Today has sucked. First of all, I was typing a paper in English and my computer just shut off. Then, for the next two blocks I have to go outside and make applebutter. After school, I have practice and our warm up alone is 2 miles. However, at practice, I plan on bitching ashlee out for saying that our jv team was going to win and “show the seniors how it’s done” quite frankly, all 8 of us seniors worked our asses off all season and there’s a reason we ALL start and no freshman do. So yeah…that dumb broad
going to the oral surgeon tomorrow :/ so missing 1 and second block.. then going to third block, and 4 block i get out of school to go to skillsusa officer training… then soccer game at hampshire… i might just throw up.

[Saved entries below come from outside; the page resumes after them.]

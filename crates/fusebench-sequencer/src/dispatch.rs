//! Instrument call dispatch.
//!
//! Every instrument call runs on its own tokio task and is awaited in place,
//! so a blocking or misbehaving driver cannot stall the task that emits
//! events, and a panicking driver surfaces as an error instead of tearing
//! down the sequence.

use crate::error::{CaseError, SequenceError};
use fusebench_core::BenchError;
use std::future::Future;
use std::time::Duration;

/// Runs `call` on a worker task and waits for it.
///
/// With a `timeout`, an overrunning call is reported as
/// [`BenchError::InstrumentFault`] on `instrument`. A panic or abort of the
/// worker becomes [`SequenceError::Dispatch`].
pub(crate) async fn dispatch<T, F>(
    instrument: &'static str,
    operation: &'static str,
    timeout: Option<Duration>,
    call: F,
) -> Result<T, CaseError>
where
    T: Send + 'static,
    F: Future<Output = Result<T, BenchError>> + Send + 'static,
{
    let worker = tokio::spawn(async move {
        match timeout {
            Some(limit) => match tokio::time::timeout(limit, call).await {
                Ok(result) => result,
                Err(_) => Err(BenchError::fault(
                    instrument,
                    format!("{operation} timed out after {limit:?}"),
                )),
            },
            None => call.await,
        }
    });

    match worker.await {
        Ok(result) => result.map_err(CaseError::from),
        Err(join_error) => Err(CaseError::Abort(SequenceError::Dispatch {
            instrument,
            operation,
            message: panic_message(join_error),
        })),
    }
}

fn panic_message(err: tokio::task::JoinError) -> String {
    if !err.is_panic() {
        return err.to_string();
    }
    let payload = err.into_panic();
    if let Some(s) = payload.downcast_ref::<&str>() {
        (*s).to_string()
    } else if let Some(s) = payload.downcast_ref::<String>() {
        s.clone()
    } else {
        "worker panicked".to_string()
    }
}
//! Core infrastructure for fusebench.
//!
//! This crate provides shared functionality used across all fusebench crates:
//! - Event system for progress and result reporting
//! - Cooperative cancellation
//! - The error taxonomy shared by instruments and the sequencer

pub mod cancel;
pub mod error;
pub mod events;

pub use cancel::CancellationSignal;
pub use error::BenchError;
pub use events::{BenchEvent, SharedListener, EventListener, EventListeners, FnListener};
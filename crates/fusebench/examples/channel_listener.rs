//! Consumes sequence events from a channel instead of callbacks.
//!
//! Useful when the consumer lives on another task, e.g. a UI that redraws on
//! every event.

use fusebench::core::BenchEvent;
use fusebench::instrument::sim::{SimulatedVoltMeter, SimulatedVoltageSource};
use fusebench::sequencer::{SequenceEvent, SequenceOrchestrator, SequencerConfig};
use std::sync::Arc;
use std::time::Duration;
use tokio::sync::mpsc;

#[tokio::main]
async fn main() {
    let (tx, mut rx) = mpsc::unbounded_channel::<SequenceEvent>();

    let sources = ["V1", "V2", "V3"].map(|name| {
        Arc::new(SimulatedVoltageSource::builder().name(name).build())
    });
    let meter = Arc::new(SimulatedVoltMeter::builder().name("DMM").seed(7).build());

    let config = SequencerConfig::builder()
        .name("channel-demo")
        .stabilization_delay(Duration::from_millis(20))
        .inter_case_pause(Duration::from_millis(50))
        .listener(tx)
        .build();

    let orchestrator = Arc::new(SequenceOrchestrator::new(sources, meter, config));
    let run = orchestrator.spawn();

    // The config holds the only sender; the channel closes when the
    // orchestrator is dropped.
    drop(orchestrator);

    while let Some(event) = rx.recv().await {
        match &event {
            SequenceEvent::StatusChanged { text, .. } => println!("status  {text}"),
            SequenceEvent::TestResultAvailable { result, .. } => {
                println!("result  {} {}", result.name(), result.message())
            }
            SequenceEvent::StateTransition { from, to, .. } => {
                println!("state   {from:?} -> {to:?}")
            }
            SequenceEvent::PowerDownFault {
                source_index,
                error,
                ..
            } => println!("fault   source {source_index}: {error}"),
        }
        println!("        ({} from {})", event.event_type(), event.source_name());
    }

    match run.await {
        Ok(outcome) => println!("{outcome:?}"),
        Err(err) => eprintln!("sequence task failed: {err}"),
    }
}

and i voted for myself as “most talented” on senior superlative
i haven’t been in school a month yet and i’m already fighting with my parent about where i’m going to college next year. i thought i made it clear that i WILL NOT STAY IN KEYSER AND GO TO COLLEGE HERE. i don’t give a shit if i live 2 blocks from a college, i’m not going there. no one understands how much i hate keyser.. i have no attachment to this town whatsoever. this is not home to me. i’m going to morgantown next year no matter what my parents say. the more they say they won’t support me out there, the more i want to go. i’ve been saying i’m not going to potomac state ever since i was in 9th grade and i meant it too. i would rather not go to college at all than go there. my parents say i’m making a mistake by not going to pot state, well i won’t learn from my mistakes if i don’t make them first. i can’t be fucking sheltered for all my life. i swear as soon as i turn 18, i’m out of here.. january 22nd can’t come soon enough.
today, we were getting on the soccer bus, and cody says to this boy named jt who’s a freshman “look at wop (aka me)…she’s a cute girl” then this boy turned around and smiled at me and cody said “awe look he’s blushing, he’s still going through the stage where he thinks girls have cooties” THEN while the boy’s were playing, jt’s mom comes up to me, even though i’ve never talked to her before in my whole entire life, and asks if she can take a picture of my hair because she loves it and wants it done like mine… so yeah, cody just makes my day.